[ACTION ITEM]
Gather up every line from the entries below that uses the word "invalid".

[EXERCISE DATA]
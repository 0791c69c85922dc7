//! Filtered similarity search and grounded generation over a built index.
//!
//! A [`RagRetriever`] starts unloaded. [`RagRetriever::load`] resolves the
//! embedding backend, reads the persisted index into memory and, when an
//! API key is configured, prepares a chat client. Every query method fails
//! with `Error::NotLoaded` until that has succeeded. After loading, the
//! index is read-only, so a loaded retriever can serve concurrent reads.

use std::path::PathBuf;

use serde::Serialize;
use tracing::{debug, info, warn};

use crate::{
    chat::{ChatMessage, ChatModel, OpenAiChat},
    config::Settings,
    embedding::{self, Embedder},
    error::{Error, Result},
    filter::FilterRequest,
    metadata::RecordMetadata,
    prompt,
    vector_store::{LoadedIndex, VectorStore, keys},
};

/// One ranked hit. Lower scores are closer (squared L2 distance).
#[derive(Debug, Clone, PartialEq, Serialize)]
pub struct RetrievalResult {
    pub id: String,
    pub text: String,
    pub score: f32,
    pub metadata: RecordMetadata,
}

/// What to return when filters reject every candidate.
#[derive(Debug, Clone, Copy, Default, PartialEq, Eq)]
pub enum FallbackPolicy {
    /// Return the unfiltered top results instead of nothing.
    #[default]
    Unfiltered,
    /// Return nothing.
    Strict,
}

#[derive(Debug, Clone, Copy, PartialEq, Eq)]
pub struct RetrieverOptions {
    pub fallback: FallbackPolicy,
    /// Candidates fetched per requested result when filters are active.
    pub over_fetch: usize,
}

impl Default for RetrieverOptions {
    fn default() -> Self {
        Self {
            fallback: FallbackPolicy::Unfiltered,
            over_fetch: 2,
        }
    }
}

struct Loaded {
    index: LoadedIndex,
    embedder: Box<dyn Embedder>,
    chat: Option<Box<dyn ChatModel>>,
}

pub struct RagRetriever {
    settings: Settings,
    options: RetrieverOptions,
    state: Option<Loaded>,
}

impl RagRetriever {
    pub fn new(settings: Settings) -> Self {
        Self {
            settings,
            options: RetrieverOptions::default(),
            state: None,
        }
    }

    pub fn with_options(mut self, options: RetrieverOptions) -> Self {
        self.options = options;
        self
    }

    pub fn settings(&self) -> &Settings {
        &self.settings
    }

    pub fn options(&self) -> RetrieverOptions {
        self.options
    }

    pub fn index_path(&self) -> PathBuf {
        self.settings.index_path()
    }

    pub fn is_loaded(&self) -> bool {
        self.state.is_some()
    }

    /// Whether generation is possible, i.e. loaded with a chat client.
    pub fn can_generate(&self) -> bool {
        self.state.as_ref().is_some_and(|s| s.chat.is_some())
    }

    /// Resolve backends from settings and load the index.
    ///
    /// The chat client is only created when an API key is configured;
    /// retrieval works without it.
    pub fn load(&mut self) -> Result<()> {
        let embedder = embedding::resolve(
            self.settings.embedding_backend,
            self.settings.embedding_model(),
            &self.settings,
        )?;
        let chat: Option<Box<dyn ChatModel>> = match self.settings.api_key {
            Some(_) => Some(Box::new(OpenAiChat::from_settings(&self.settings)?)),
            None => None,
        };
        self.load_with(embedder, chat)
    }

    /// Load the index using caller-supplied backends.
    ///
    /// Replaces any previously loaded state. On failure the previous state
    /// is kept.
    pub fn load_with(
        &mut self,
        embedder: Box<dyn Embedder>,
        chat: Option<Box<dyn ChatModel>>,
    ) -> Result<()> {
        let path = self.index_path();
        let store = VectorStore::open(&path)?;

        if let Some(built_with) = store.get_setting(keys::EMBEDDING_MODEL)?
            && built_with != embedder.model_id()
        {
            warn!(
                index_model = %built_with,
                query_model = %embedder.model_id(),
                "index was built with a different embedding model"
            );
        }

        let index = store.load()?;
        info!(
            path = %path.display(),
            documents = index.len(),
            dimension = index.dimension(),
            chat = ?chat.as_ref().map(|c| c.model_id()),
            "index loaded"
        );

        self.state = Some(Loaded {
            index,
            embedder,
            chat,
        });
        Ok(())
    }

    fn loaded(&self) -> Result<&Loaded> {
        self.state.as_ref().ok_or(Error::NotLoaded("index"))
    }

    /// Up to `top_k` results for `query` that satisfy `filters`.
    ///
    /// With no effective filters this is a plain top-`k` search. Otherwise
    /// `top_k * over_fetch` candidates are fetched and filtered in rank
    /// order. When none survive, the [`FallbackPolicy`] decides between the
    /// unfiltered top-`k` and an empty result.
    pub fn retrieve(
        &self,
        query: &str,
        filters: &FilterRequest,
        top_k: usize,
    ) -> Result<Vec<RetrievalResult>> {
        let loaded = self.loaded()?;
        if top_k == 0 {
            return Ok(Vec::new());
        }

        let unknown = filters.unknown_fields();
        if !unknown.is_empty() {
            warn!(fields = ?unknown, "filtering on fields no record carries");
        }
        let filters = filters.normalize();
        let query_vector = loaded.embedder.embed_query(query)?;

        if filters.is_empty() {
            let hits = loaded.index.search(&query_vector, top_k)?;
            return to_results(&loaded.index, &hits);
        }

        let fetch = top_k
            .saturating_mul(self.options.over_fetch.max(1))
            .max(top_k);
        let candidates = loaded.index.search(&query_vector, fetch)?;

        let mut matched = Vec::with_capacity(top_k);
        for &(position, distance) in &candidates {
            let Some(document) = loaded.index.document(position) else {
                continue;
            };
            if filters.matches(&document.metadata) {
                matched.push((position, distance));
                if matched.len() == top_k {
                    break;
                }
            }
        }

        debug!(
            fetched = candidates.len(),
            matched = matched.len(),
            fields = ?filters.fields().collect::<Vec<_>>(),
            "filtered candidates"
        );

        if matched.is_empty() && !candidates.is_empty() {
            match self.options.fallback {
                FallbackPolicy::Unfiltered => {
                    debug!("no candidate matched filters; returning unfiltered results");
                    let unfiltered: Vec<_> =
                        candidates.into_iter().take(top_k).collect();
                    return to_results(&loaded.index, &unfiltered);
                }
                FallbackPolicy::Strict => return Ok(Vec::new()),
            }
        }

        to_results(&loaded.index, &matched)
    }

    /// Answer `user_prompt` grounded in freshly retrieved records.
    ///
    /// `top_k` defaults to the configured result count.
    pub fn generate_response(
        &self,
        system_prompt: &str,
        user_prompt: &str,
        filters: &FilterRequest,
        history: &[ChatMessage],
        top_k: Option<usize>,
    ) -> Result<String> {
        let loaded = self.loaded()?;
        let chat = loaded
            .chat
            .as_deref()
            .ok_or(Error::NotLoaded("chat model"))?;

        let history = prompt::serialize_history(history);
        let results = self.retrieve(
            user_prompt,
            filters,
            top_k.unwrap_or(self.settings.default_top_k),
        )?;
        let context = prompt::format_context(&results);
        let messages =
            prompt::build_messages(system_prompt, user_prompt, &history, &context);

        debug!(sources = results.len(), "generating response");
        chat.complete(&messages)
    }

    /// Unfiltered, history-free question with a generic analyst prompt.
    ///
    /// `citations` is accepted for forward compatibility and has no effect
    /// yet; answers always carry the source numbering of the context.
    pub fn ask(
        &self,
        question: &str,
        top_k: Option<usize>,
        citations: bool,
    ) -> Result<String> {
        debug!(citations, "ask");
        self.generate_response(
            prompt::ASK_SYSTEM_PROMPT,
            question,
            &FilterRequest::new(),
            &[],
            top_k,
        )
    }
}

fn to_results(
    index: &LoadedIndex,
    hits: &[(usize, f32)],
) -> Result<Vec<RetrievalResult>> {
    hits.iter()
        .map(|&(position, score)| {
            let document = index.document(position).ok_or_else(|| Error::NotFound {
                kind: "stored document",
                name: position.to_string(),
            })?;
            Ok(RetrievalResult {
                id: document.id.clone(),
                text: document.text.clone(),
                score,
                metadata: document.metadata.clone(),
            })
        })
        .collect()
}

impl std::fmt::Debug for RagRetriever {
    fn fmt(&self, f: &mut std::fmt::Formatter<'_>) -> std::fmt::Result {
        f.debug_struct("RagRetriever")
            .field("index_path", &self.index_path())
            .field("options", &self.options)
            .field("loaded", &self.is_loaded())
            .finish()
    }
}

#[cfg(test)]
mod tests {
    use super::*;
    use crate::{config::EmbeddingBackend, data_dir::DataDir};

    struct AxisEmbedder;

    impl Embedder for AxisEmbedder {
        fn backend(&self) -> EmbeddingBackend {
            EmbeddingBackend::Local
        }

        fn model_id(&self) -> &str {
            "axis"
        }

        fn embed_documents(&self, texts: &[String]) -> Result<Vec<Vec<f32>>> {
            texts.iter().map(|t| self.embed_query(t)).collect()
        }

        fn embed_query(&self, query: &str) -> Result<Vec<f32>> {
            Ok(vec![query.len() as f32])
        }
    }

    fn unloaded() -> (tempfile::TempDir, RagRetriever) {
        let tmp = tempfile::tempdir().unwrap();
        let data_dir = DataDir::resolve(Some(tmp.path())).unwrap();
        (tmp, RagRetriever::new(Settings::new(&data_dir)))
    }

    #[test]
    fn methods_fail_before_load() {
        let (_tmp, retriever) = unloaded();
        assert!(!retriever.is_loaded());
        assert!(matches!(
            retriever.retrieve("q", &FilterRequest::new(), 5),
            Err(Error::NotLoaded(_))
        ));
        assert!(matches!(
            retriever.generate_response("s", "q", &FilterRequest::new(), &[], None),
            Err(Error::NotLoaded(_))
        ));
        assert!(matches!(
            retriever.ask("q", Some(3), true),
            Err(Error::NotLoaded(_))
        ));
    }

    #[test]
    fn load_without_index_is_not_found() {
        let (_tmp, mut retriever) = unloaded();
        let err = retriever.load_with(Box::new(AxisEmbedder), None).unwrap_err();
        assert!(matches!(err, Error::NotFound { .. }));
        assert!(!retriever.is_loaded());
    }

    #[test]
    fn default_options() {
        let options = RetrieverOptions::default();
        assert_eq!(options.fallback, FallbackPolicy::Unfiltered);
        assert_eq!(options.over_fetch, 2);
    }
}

==

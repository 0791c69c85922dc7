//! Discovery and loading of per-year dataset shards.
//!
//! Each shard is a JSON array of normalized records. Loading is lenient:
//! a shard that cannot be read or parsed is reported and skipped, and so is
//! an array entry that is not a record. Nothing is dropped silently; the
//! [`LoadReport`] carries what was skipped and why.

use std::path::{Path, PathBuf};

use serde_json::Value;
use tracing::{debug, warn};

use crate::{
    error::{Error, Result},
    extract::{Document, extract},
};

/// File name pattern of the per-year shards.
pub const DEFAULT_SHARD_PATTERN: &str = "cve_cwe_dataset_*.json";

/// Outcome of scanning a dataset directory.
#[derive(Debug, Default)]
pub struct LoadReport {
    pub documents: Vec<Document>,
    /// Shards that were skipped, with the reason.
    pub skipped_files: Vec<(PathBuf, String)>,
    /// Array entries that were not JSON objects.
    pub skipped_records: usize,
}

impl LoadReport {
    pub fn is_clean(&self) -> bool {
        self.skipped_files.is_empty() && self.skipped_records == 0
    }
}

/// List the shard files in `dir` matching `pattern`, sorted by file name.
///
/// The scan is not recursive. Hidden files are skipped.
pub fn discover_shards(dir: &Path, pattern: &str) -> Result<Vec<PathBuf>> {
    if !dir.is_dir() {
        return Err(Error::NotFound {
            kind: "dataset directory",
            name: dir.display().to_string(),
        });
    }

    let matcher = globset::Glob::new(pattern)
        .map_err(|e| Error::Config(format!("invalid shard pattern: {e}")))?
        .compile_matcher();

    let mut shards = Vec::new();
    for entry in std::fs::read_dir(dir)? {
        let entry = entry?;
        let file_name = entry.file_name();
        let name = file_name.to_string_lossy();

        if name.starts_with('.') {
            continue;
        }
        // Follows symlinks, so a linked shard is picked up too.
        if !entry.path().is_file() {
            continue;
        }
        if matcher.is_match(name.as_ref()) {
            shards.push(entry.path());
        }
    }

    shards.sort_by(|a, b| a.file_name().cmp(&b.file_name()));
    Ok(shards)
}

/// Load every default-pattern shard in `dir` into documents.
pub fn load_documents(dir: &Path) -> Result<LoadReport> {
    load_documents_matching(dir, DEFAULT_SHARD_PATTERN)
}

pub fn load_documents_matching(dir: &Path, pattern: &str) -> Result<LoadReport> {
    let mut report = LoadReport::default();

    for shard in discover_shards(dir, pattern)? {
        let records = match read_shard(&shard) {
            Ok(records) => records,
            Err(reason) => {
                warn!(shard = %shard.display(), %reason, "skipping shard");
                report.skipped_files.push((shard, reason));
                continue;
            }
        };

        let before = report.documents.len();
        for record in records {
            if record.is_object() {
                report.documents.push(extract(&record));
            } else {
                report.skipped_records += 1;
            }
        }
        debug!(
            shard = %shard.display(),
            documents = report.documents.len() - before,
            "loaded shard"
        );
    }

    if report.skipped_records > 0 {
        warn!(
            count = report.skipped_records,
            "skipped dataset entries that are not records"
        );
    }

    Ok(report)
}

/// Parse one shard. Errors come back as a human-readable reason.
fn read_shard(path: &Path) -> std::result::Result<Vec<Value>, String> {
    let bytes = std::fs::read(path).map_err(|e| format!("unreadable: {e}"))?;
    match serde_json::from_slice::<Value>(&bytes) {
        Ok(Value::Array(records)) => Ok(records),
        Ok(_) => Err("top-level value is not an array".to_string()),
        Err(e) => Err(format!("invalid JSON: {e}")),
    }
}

[YOUR SOLUTION]
        .map_err(|e| Error::Config(format!("invalid shard pattern: {e}")))?
        Err(e) => Err(format!("invalid JSON: {e}")),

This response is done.